La Cie Pas de Porte revient avec ce qu’elle fait mieux : écouter. Pas écouter pour répéter, mais pour faire vivre. Des extraits de correspondances inédites, des lettres à Picasso, à Apollinaire, à son père, à la lune — ces mots écrits en hâte, parfois en riant, souvent en pleurant, retrouvent leur souffle dans la bouche des comédiens. Pas de décor, pas de costumes : juste une chaise, un livre ouvert, et le vent qui joue avec les feuilles au-dessus de nos têtes.
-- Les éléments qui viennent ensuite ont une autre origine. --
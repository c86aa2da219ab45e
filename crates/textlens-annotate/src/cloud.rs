//! Cloud Natural Language v2 REST annotator.

use async_trait::async_trait;
use reqwest::Client;
use serde_json::{json, Value};
use textlens_core::{Error, Result};
use tracing::debug;

use crate::types::{Entity, Sentiment};
use crate::Annotator;

const LANGUAGE_BASE: &str = "https://language.googleapis.com/v2/documents";

/// Calls `documents:analyzeEntities` and `documents:analyzeSentiment`
/// with an API key.
pub struct CloudLanguageAnnotator {
    client: Client,
    api_key: String,
    base_url: String,
}

impl CloudLanguageAnnotator {
    pub fn new(api_key: impl Into<String>) -> Self {
        Self::with_base_url(api_key, LANGUAGE_BASE)
    }

    /// Point the annotator at another endpoint (a proxy or a test server).
    pub fn with_base_url(api_key: impl Into<String>, base_url: impl Into<String>) -> Self {
        Self {
            client: Client::new(),
            api_key: api_key.into(),
            base_url: base_url.into(),
        }
    }

    async fn call(&self, method: &str, text: &str) -> Result<Value> {
        let url = format!("{}:{}", self.base_url, method);
        let body = json!({
            "document": {"type": "PLAIN_TEXT", "content": text},
            "encodingType": "UTF8",
        });
        debug!("POST {} ({} chars)", url, text.len());

        let resp = self
            .client
            .post(&url)
            .query(&[("key", &self.api_key)])
            .json(&body)
            .send()
            .await
            .map_err(|e| Error::Annotation(format!("{} request failed: {}", method, e)))?;

        if !resp.status().is_success() {
            let status = resp.status();
            let body = resp.text().await.unwrap_or_default();
            return Err(Error::Annotation(format!(
                "{} returned {}: {}",
                method, status, body
            )));
        }

        resp.json::<Value>()
            .await
            .map_err(|e| Error::Annotation(format!("{} returned malformed JSON: {}", method, e)))
    }
}

#[async_trait]
impl Annotator for CloudLanguageAnnotator {
    async fn entities(&self, text: &str) -> Result<Vec<Entity>> {
        let resp = self.call("analyzeEntities", text).await?;
        Ok(parse_entities(&resp))
    }

    async fn sentiment(&self, text: &str) -> Result<Sentiment> {
        let resp = self.call("analyzeSentiment", text).await?;
        parse_sentiment(&resp)
    }

    fn name(&self) -> &'static str {
        "cloud"
    }
}

/// Entities from an `analyzeEntities` response. Missing salience reads as
/// 0 and a missing type as `UNKNOWN`.
pub fn parse_entities(resp: &Value) -> Vec<Entity> {
    resp["entities"]
        .as_array()
        .map(|entities| {
            entities
                .iter()
                .map(|e| {
                    Entity::new(
                        e["name"].as_str().unwrap_or_default(),
                        e["type"].as_str().unwrap_or("UNKNOWN"),
                        e["salience"].as_f64().unwrap_or(0.0),
                    )
                })
                .collect()
        })
        .unwrap_or_default()
}

/// Document sentiment from an `analyzeSentiment` response.
pub fn parse_sentiment(resp: &Value) -> Result<Sentiment> {
    let doc = &resp["documentSentiment"];
    if !doc.is_object() {
        return Err(Error::Annotation(
            "analyzeSentiment response has no documentSentiment".into(),
        ));
    }
    // Zero values are omitted from the JSON encoding.
    Ok(Sentiment::new(
        doc["score"].as_f64().unwrap_or(0.0),
        doc["magnitude"].as_f64().unwrap_or(0.0),
    ))
}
C’est ce qu’on aime ici : l’art qui ne demande rien d’autre que notre présence. Pas de billet, pas de file, pas même besoin de savoir qui était Jacob. Tu arrives avec ton café froid, tu t’assieds sur le banc encore tiède du soleil de midi, et tu écoutes. Comme on écoute un voisin raconter une histoire qu’il a gardée trop longtemps.
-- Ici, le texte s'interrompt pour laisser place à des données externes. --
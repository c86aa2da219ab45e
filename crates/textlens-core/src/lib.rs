//! textlens core: shared records, error type, settings and the tagged
//! outcome used for every external call.

pub mod config;
pub mod error;
pub mod outcome;
pub mod record;

pub use config::{AnnotatorChoice, LlmSettings, Settings, SummaryStrategy};
pub use error::{Error, Result};
pub use outcome::Outcome;
pub use record::{Record, ScoredRecord};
On a tous croisé Max Jacob dans les musées de Céret — en photo noir et blanc, sous vitrine, avec son chapeau et son air sérieux. Mais ici, il n’est pas un « grand nom ». Il est l’homme qui écrivait des lettres à 3 heures du matin pour dire qu’il avait rêvé d’un canard qui parlait catalan. Il est celui qui demandait de l’aide pour payer sa facture de pain. Et c’est ce côté humain, presque banal, qui fait toute la magie.
La lecture ne dure pas longtemps — une demi-heure à peine — mais elle laisse une trace. Comme un parfum de tabac froid et de papier jauni qui persiste après que le dernier mot a été prononcé.
Il y a des jours où Céret semble dormir. Les rues vides, les boutiques fermées, les chats allongés sur les marches. Mais ce lundi-là, le silence n’est pas vide : il est plein de voix qui ne sont jamais vraiment parties.
Et quand la lecture s’achève, personne ne se lève tout de suite. On reste assis. On regarde les feuilles bouger. On attend que quelqu’un d’autre brise ce moment — mais personne n’en a envie.